Dataset entries
+++++
use crate::{
    logging::Logger,
    page::{ContactLink, PageModel},
};
use serde_json::json;

pub struct ContactManager<E> {
    links: Vec<ContactLink<E>>,
    logger: Logger,
}

impl<E: Clone + PartialEq> ContactManager<E> {
    pub fn new(page: &PageModel<E>, logger: Logger) -> Self {
        Self {
            links: page.contact_links.clone(),
            logger,
        }
    }

    pub fn links(&self) -> &[ContactLink<E>] {
        &self.links
    }

    pub fn on_click(&self, link: &E) {
        if let Some(link) = self.links.iter().find(|candidate| &candidate.element == link) {
            self.logger.info("contact_link_used", json!({ "href": link.href }));
        }
    }
}

#[cfg(test)]
mod tests {
    use super::*;
    use crate::{
        logging::LogLevel,
        testing::{capture_logger, FakeDom},
    };

    #[test]
    fn click_logs_destination() {
        let dom = FakeDom::new();
        let item = dom.add(dom.body_id(), "li", &["contact-item"], &[]);
        let mail = dom.add(item, "a", &[], &[("href", "mailto:hola@example.com")]);
        let (logger, lines) = capture_logger(LogLevel::Info);
        let manager = ContactManager::new(&PageModel::scan(&dom), logger);

        manager.on_click(&mail);

        let lines = lines.borrow();
        assert_eq!(lines.len(), 1);
        let entry: serde_json::Value = serde_json::from_str(&lines[0]).expect("valid JSON");
        assert_eq!(entry["event"], "contact_link_used");
        assert_eq!(entry["href"], "mailto:hola@example.com");
    }

    #[test]
    fn links_outside_contact_items_are_not_tracked() {
        let dom = FakeDom::new();
        let other = dom.add(dom.body_id(), "a", &[], &[("href", "https://elsewhere")]);
        let (logger, lines) = capture_logger(LogLevel::Debug);
        let manager = ContactManager::new(&PageModel::scan(&dom), logger);

        manager.on_click(&other);

        assert!(manager.links().is_empty());
        assert!(lines.borrow().is_empty());
    }
}
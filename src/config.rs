use crate::{dom::Dom, language::Language, logging::LogLevel};
use thiserror::Error;

const DEFAULT_LOG_LEVEL: LogLevel = LogLevel::Info;
const DEFAULT_LANGUAGE: Language = Language::Es;
const DEFAULT_SERVICE_WORKER_URL: &str = "/sw.js";

const LOG_LEVEL_ATTRIBUTE: &str = "data-log-level";
const DEFAULT_LANGUAGE_ATTRIBUTE: &str = "data-default-language";
const SERVICE_WORKER_ATTRIBUTE: &str = "data-service-worker";
const CRITICAL_IMAGES_ATTRIBUTE: &str = "data-critical-images";

#[derive(Debug, Error, PartialEq, Eq)]
pub enum ConfigError {
    #[error("unsupported value {value:?} for {attribute}")]
    Unsupported {
        attribute: &'static str,
        value: String,
    },
}

#[derive(Clone, Debug, PartialEq)]
pub struct SiteConfig {
    pub log_level: LogLevel,
    pub default_language: Language,
    pub service_worker_url: Option<String>,
    pub critical_images: Vec<String>,
}

impl Default for SiteConfig {
    fn default() -> Self {
        Self {
            log_level: DEFAULT_LOG_LEVEL,
            default_language: DEFAULT_LANGUAGE,
            service_worker_url: Some(DEFAULT_SERVICE_WORKER_URL.to_string()),
            critical_images: Vec::new(),
        }
    }
}

impl SiteConfig {
    pub fn from_root<D: Dom>(dom: &D) -> (Self, Vec<ConfigError>) {
        match dom.root() {
            Some(root) => Self::from_attributes(|name| dom.attribute(&root, name)),
            None => (Self::default(), Vec::new()),
        }
    }

    /// Unsupported values fall back to their default and are reported.
    pub fn from_attributes<F>(lookup: F) -> (Self, Vec<ConfigError>)
    where
        F: Fn(&str) -> Option<String>,
    {
        let mut errors = Vec::new();

        let log_level = parse_log_level(&lookup, DEFAULT_LOG_LEVEL).unwrap_or_else(|err| {
            errors.push(err);
            DEFAULT_LOG_LEVEL
        });
        let default_language = parse_language(&lookup, DEFAULT_LANGUAGE).unwrap_or_else(|err| {
            errors.push(err);
            DEFAULT_LANGUAGE
        });
        let service_worker_url = parse_service_worker_url(&lookup);
        let critical_images = parse_critical_images(&lookup);

        (
            Self {
                log_level,
                default_language,
                service_worker_url,
                critical_images,
            },
            errors,
        )
    }
}

fn parse_non_empty_string<F>(lookup: &F, name: &str) -> Option<String>
where
    F: Fn(&str) -> Option<String>,
{
    lookup(name)
        .map(|value| value.trim().to_string())
        .filter(|value| !value.is_empty())
}

fn parse_log_level<F>(lookup: &F, default: LogLevel) -> Result<LogLevel, ConfigError>
where
    F: Fn(&str) -> Option<String>,
{
    let Some(value) = parse_non_empty_string(lookup, LOG_LEVEL_ATTRIBUTE) else {
        return Ok(default);
    };

    LogLevel::from_str(&value.to_ascii_lowercase()).ok_or(ConfigError::Unsupported {
        attribute: LOG_LEVEL_ATTRIBUTE,
        value,
    })
}

fn parse_language<F>(lookup: &F, default: Language) -> Result<Language, ConfigError>
where
    F: Fn(&str) -> Option<String>,
{
    let Some(value) = parse_non_empty_string(lookup, DEFAULT_LANGUAGE_ATTRIBUTE) else {
        return Ok(default);
    };

    Language::from_str(&value.to_ascii_lowercase()).ok_or(ConfigError::Unsupported {
        attribute: DEFAULT_LANGUAGE_ATTRIBUTE,
        value,
    })
}

fn parse_service_worker_url<F>(lookup: &F) -> Option<String>
where
    F: Fn(&str) -> Option<String>,
{
    match parse_non_empty_string(lookup, SERVICE_WORKER_ATTRIBUTE) {
        None => Some(DEFAULT_SERVICE_WORKER_URL.to_string()),
        Some(value) if value.eq_ignore_ascii_case("off") || value.eq_ignore_ascii_case("none") => None,
        Some(value) => Some(value),
    }
}

fn parse_critical_images<F>(lookup: &F) -> Vec<String>
where
    F: Fn(&str) -> Option<String>,
{
    parse_non_empty_string(lookup, CRITICAL_IMAGES_ATTRIBUTE)
        .map(|value| {
            value
                .split(',')
                .map(str::trim)
                .filter(|entry| !entry.is_empty())
                .map(str::to_string)
                .collect()
        })
        .unwrap_or_default()
}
+++++
Tally every line of the entries that contains the word "const", and respond with that number only.

7